Sofyan Chader

Personal information
- Date of birth: 12 May 2000 (age 26)
- Place of birth: Belley, France
- Height: 1.78 m (5 ft 10 in)
- Position: Midfielder

Senior career*
- Years: Team / Apps / (Gls)
- 2018–2019: Lyon-Duchère II / 9 / (1)
- 2019–2020: Vaulx / 12 / (3)
- 2020–2022: Clermont II / 5 / (5)
- 2020–2022: Clermont / 23 / (0)
- 2021–2022: → Stade Lausanne Ouchy (loan) / 25 / (7)
- 2022–2025: Luzern / 43 / (8)

= Sofyan Chader =

French footballer (born 2000)

Sofyan Chader (born 12 May 2000) is a French professional footballer who plays as a midfielder.

==Career==
On 3 January 2020, Chader signed a professional contract with Clermont. He made his professional debut with the club in a 1–0 Ligue 2 loss to Paris FC on 21 February 2020.

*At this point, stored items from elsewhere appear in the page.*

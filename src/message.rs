//! Conversation messages and the streamed event format.
//!
//! A [`Message`] is an ordered list of [`Part`]s. The server answers a
//! [`ChatRequest`] with a sequence of [`StreamEvent`]s, one JSON object per
//! server-sent event, which the client folds back into an assistant message.

use serde::{Deserialize, Serialize};
use serde_json::Value;

/// Who authored a message.
#[derive(Debug, Clone, Copy, Serialize, Deserialize, PartialEq, Eq)]
#[serde(rename_all = "lowercase")]
pub enum Role {
    User,
    Assistant,
}

/// One piece of a message.
#[derive(Debug, Clone, Serialize, Deserialize, PartialEq)]
#[serde(tag = "type", rename_all = "kebab-case")]
pub enum Part {
    Text {
        text: String,
    },
    Image {
        url: String,
    },
    File {
        url: String,
        #[serde(rename = "mediaType")]
        media_type: String,
    },
    ToolResult {
        #[serde(rename = "toolCallId")]
        tool_call_id: String,
        #[serde(rename = "toolName")]
        tool_name: String,
        #[serde(default, skip_serializing_if = "Option::is_none")]
        input: Option<Value>,
        #[serde(default, skip_serializing_if = "Option::is_none")]
        output: Option<Value>,
        #[serde(default, skip_serializing_if = "Option::is_none")]
        error: Option<String>,
    },
}

impl Part {
    pub fn text(text: impl Into<String>) -> Self {
        Part::Text { text: text.into() }
    }

    /// Tool call id when this is a tool result.
    pub fn tool_call_id(&self) -> Option<&str> {
        match self {
            Part::ToolResult { tool_call_id, .. } => Some(tool_call_id),
            _ => None,
        }
    }
}

/// A conversation message.
#[derive(Debug, Clone, Serialize, Deserialize, PartialEq)]
pub struct Message {
    pub id: String,
    pub role: Role,
    #[serde(default)]
    pub parts: Vec<Part>,
}

impl Message {
    pub fn new(role: Role, parts: Vec<Part>) -> Self {
        Self {
            id: uuid::Uuid::new_v4().to_string(),
            role,
            parts,
        }
    }

    pub fn user_text(text: impl Into<String>) -> Self {
        Self::new(Role::User, vec![Part::text(text)])
    }

    /// All text parts joined with a space.
    pub fn text(&self) -> String {
        self.parts
            .iter()
            .filter_map(|p| match p {
                Part::Text { text } => Some(text.as_str()),
                _ => None,
            })
            .collect::<Vec<_>>()
            .join(" ")
    }

    /// Find the tool result part for a tool call.
    pub fn tool_result(&self, tool_call_id: &str) -> Option<&Part> {
        self.parts
            .iter()
            .find(|p| p.tool_call_id() == Some(tool_call_id))
    }

    /// Append streamed text, extending a trailing text part when there is one.
    pub fn push_text(&mut self, delta: &str) {
        if let Some(Part::Text { text }) = self.parts.last_mut() {
            text.push_str(delta);
        } else {
            self.parts.push(Part::text(delta));
        }
    }
}

/// Body of `POST /api/chat`.
#[derive(Debug, Clone, Serialize, Deserialize)]
pub struct ChatRequest {
    pub messages: Vec<Message>,
    #[serde(default, skip_serializing_if = "Option::is_none")]
    pub professor: Option<String>,
}

/// A single event of the response stream.
#[derive(Debug, Clone, Serialize, Deserialize, PartialEq)]
#[serde(tag = "type", rename_all = "kebab-case")]
pub enum StreamEvent {
    Start {
        #[serde(rename = "messageId")]
        message_id: String,
    },
    TextDelta {
        delta: String,
    },
    ToolCall {
        #[serde(rename = "toolCallId")]
        tool_call_id: String,
        #[serde(rename = "toolName")]
        tool_name: String,
        input: Value,
        /// True when no server-side result will follow.
        #[serde(rename = "clientResolved", default)]
        client_resolved: bool,
    },
    ToolResult {
        #[serde(rename = "toolCallId")]
        tool_call_id: String,
        #[serde(rename = "toolName")]
        tool_name: String,
        output: Value,
    },
    ToolError {
        #[serde(rename = "toolCallId")]
        tool_call_id: String,
        #[serde(rename = "toolName")]
        tool_name: String,
        error: String,
    },
    FinishStep {
        step: usize,
    },
    Finish,
    Error {
        #[serde(rename = "errorText")]
        error_text: String,
    },
}

impl StreamEvent {
    /// Whether the stream ends after this event.
    pub fn is_terminal(&self) -> bool {
        matches!(self, StreamEvent::Finish | StreamEvent::Error { .. })
    }
}
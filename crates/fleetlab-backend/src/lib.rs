//! fleetlab backend contract
//!
//! Provider-neutral model and operations for managing groups of database
//! nodes (clusters) and client machines on Docker, AWS or GCP.
//!
//! # Architecture
//!
//! ```text
//! ┌─────────────────────────────────────────────────┐
//! │                  fleetlab CLI                    │
//! └─────────────────┬───────────────────────────────┘
//!                   │
//! ┌─────────────────▼───────────────────────────────┐
//! │               fleetlab-backend                   │
//! │  ┌──────────────────────────────────────────┐   │
//! │  │  Fleet (create/grow/destroy/start/stop)  │   │
//! │  └──────────────────────────────────────────┘   │
//! │  ┌────────────┐ ┌────────────┐ ┌────────────┐   │
//! │  │ Inventory  │ │ RemoteExec │ │  Expiry    │   │
//! │  └────────────┘ └────────────┘ └────────────┘   │
//! │  ┌──────────────────────────────────────────┐   │
//! │  │  trait FleetBackend { ... }              │   │
//! │  └──────────────────────────────────────────┘   │
//! └───────┬─────────────────┬───────────────┬───────┘
//!         │                 │               │
//! ┌───────▼───────┐ ┌───────▼──────┐ ┌──────▼───────┐
//! │    docker     │ │     aws      │ │     gcp      │
//! │   (bollard)   │ │  (aws CLI)   │ │ (gcloud CLI) │
//! └───────────────┘ └──────────────┘ └──────────────┘
//! ```

pub mod context;
pub mod error;
pub mod executor;
pub mod expiry;
pub mod fleet;
pub mod inventory;
pub mod model;
pub mod provider;
pub mod remote;
pub mod selector;
pub mod ssh;
pub mod tags;

#[cfg(any(test, feature = "test-utils"))]
pub mod memory;

// Re-exports
pub use context::ExecutionContext;
pub use error::{FleetError, NodeFailure, PartialFailure, Result};
pub use executor::{DEFAULT_PARALLEL_THREADS, collect_node_results, for_each_node, map_limit};
pub use expiry::{SweepReport, sweep_expired};
pub use fleet::{CreateGroup, Fleet};
pub use inventory::{Inventory, InventoryItem, InventoryRequest, InventorySnapshot};
pub use model::*;
pub use provider::{
    AwsExtra, BackendKind, DeployRequest, DockerExtra, FileStream, FileUpload, FleetBackend,
    GcpExtra, NodeOutput, ProviderExtra, RetryConfig, RunFailure,
};
pub use remote::RemoteExec;
pub use selector::NodeSelector;
pub use ssh::SshTransport;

On 13 July 2021, he joined Stade Lausanne Ouchy in Switzerland on loan for the 2021–22 season.

On 11 August 2022, Chader returned to Switzerland and signed a three-year contract with Luzern.

==Personal life==
Born in France, Chader is of both Algerian and Moroccan descent.